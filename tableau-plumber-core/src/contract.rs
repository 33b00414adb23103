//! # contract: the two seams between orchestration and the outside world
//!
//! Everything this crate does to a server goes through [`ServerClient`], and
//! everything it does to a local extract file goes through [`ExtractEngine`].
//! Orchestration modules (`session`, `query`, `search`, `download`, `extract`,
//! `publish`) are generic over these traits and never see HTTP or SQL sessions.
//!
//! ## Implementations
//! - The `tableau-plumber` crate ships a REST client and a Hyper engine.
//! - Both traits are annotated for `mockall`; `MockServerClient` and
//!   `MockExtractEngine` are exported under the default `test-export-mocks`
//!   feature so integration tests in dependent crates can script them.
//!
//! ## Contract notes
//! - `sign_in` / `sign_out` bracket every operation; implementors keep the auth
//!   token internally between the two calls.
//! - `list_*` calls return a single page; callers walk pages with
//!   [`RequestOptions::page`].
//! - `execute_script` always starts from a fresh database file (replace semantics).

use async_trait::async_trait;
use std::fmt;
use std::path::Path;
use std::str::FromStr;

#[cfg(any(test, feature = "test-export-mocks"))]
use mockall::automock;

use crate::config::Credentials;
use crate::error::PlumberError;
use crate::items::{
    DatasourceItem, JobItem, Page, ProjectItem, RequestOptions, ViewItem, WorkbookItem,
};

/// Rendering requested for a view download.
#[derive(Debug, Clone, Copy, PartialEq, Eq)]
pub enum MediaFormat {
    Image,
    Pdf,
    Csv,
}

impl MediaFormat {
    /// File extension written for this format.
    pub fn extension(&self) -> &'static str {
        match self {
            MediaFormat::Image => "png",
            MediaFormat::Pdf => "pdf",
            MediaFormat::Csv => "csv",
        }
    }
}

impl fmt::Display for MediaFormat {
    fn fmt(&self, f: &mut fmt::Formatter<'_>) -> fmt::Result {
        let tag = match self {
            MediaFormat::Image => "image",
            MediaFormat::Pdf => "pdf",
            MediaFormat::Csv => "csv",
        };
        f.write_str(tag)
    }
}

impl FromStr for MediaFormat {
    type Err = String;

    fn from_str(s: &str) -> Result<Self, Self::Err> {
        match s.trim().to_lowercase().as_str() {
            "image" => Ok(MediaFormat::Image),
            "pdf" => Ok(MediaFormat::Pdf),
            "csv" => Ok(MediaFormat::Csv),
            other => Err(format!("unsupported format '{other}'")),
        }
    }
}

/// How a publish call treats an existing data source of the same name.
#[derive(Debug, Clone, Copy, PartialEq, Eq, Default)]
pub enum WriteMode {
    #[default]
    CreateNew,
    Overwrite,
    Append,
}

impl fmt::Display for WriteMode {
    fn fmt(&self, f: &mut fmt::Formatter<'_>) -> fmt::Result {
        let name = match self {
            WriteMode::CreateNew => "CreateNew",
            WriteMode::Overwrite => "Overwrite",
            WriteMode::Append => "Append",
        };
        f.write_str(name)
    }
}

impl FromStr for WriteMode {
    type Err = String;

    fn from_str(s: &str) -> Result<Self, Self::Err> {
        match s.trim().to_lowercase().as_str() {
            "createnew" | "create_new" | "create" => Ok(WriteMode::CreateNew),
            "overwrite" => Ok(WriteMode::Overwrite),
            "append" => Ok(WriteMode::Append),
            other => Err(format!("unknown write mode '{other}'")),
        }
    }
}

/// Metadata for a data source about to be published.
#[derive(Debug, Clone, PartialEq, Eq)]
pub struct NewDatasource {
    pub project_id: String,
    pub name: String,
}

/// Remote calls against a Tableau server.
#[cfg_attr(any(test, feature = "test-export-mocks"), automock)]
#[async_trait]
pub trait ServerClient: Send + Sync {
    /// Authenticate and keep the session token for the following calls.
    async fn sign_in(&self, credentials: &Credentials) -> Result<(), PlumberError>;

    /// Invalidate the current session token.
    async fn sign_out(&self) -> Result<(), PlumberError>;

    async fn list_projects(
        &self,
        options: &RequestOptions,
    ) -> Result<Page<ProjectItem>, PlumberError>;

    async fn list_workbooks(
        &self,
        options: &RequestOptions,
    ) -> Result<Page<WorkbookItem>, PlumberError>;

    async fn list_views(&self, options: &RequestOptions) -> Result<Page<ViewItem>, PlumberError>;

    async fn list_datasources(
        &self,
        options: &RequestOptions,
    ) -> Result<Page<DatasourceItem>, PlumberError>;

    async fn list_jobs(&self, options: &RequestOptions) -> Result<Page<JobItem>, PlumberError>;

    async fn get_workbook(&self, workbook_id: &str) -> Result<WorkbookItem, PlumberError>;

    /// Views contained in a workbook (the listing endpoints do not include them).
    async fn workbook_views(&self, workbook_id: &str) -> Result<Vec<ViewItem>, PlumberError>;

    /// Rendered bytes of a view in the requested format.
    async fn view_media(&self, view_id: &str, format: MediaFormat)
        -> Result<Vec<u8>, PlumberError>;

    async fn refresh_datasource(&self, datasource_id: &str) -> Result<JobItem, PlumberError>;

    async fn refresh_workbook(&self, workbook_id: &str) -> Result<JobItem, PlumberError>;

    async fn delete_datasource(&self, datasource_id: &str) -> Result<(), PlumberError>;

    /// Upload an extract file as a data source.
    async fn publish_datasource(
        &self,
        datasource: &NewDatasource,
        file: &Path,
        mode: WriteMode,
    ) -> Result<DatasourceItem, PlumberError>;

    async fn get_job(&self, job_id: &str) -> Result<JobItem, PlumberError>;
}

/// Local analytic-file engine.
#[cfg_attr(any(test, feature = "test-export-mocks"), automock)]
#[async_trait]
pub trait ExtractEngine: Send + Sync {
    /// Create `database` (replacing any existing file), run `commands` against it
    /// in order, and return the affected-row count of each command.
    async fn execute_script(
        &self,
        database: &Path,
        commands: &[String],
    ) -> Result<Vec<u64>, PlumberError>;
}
^^^^
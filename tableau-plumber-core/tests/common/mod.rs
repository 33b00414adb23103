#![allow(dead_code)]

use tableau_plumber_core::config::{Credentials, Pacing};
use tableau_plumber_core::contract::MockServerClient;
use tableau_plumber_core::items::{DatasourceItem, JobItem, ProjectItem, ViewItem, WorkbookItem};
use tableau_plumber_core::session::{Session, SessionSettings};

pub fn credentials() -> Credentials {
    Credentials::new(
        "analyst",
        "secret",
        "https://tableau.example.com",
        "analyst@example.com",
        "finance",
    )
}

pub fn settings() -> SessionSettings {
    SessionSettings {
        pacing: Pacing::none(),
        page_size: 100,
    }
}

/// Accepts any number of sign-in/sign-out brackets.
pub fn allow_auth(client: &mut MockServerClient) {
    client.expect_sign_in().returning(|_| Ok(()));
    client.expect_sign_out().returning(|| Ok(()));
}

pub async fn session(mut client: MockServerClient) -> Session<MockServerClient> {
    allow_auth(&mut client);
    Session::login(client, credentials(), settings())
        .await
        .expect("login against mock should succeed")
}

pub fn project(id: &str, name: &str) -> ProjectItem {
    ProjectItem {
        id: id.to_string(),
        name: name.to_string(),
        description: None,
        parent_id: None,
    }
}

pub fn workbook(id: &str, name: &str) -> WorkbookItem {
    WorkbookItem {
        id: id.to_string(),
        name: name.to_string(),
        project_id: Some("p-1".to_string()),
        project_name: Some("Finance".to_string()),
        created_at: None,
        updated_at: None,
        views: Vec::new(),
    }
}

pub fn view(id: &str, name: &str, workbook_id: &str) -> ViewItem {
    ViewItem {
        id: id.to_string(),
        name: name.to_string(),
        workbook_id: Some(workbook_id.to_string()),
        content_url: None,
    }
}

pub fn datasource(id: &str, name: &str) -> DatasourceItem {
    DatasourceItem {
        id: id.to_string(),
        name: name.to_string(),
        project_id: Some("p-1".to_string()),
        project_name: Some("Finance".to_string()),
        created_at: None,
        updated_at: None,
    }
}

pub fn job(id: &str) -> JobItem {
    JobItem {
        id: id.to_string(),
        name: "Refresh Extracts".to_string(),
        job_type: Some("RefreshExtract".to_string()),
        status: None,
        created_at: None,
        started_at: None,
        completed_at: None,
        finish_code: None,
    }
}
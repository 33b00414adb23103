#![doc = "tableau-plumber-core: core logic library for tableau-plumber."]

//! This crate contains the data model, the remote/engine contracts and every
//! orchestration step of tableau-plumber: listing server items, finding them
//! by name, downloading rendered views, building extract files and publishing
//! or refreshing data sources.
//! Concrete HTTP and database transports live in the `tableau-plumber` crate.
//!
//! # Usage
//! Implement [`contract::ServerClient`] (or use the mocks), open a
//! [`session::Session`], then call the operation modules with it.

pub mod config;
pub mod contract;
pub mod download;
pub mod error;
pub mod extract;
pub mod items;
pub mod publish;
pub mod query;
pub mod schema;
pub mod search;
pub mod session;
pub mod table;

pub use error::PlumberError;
^^^^
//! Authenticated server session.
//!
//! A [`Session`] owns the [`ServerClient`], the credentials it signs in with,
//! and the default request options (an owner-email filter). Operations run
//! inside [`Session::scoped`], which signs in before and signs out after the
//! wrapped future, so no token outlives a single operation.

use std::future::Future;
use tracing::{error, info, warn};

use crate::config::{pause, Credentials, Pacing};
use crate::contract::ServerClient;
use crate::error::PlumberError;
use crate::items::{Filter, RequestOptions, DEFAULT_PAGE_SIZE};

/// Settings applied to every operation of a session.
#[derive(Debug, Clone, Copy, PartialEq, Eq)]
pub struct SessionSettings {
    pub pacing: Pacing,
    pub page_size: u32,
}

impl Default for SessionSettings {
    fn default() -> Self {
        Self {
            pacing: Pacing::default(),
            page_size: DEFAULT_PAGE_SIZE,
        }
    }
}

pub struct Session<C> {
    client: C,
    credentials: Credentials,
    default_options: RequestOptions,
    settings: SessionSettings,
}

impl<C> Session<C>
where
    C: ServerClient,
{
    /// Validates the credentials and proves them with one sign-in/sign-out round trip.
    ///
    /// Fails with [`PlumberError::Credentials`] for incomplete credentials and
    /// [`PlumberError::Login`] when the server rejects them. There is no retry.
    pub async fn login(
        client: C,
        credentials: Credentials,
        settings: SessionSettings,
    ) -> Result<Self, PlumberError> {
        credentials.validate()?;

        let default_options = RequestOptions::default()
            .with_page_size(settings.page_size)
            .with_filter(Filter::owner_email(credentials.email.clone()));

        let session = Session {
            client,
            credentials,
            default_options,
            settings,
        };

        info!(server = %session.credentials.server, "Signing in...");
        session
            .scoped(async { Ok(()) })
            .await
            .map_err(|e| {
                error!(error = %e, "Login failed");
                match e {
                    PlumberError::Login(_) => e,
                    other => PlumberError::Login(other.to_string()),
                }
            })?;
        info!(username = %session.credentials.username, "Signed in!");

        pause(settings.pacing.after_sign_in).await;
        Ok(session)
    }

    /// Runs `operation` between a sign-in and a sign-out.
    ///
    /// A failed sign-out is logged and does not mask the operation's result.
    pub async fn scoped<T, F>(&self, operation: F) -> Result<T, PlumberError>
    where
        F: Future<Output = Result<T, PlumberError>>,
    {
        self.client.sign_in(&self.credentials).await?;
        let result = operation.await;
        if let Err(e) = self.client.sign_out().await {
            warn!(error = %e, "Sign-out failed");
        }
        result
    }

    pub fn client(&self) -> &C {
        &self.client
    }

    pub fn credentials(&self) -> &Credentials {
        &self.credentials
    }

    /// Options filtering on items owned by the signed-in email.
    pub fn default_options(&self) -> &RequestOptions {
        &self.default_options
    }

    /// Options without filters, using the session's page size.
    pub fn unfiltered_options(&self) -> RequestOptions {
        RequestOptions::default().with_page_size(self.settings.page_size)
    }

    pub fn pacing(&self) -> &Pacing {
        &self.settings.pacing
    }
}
^^^^
Your goal: Note how many lines in the listing above hold the string "through", then give only that figure.

Result below: 2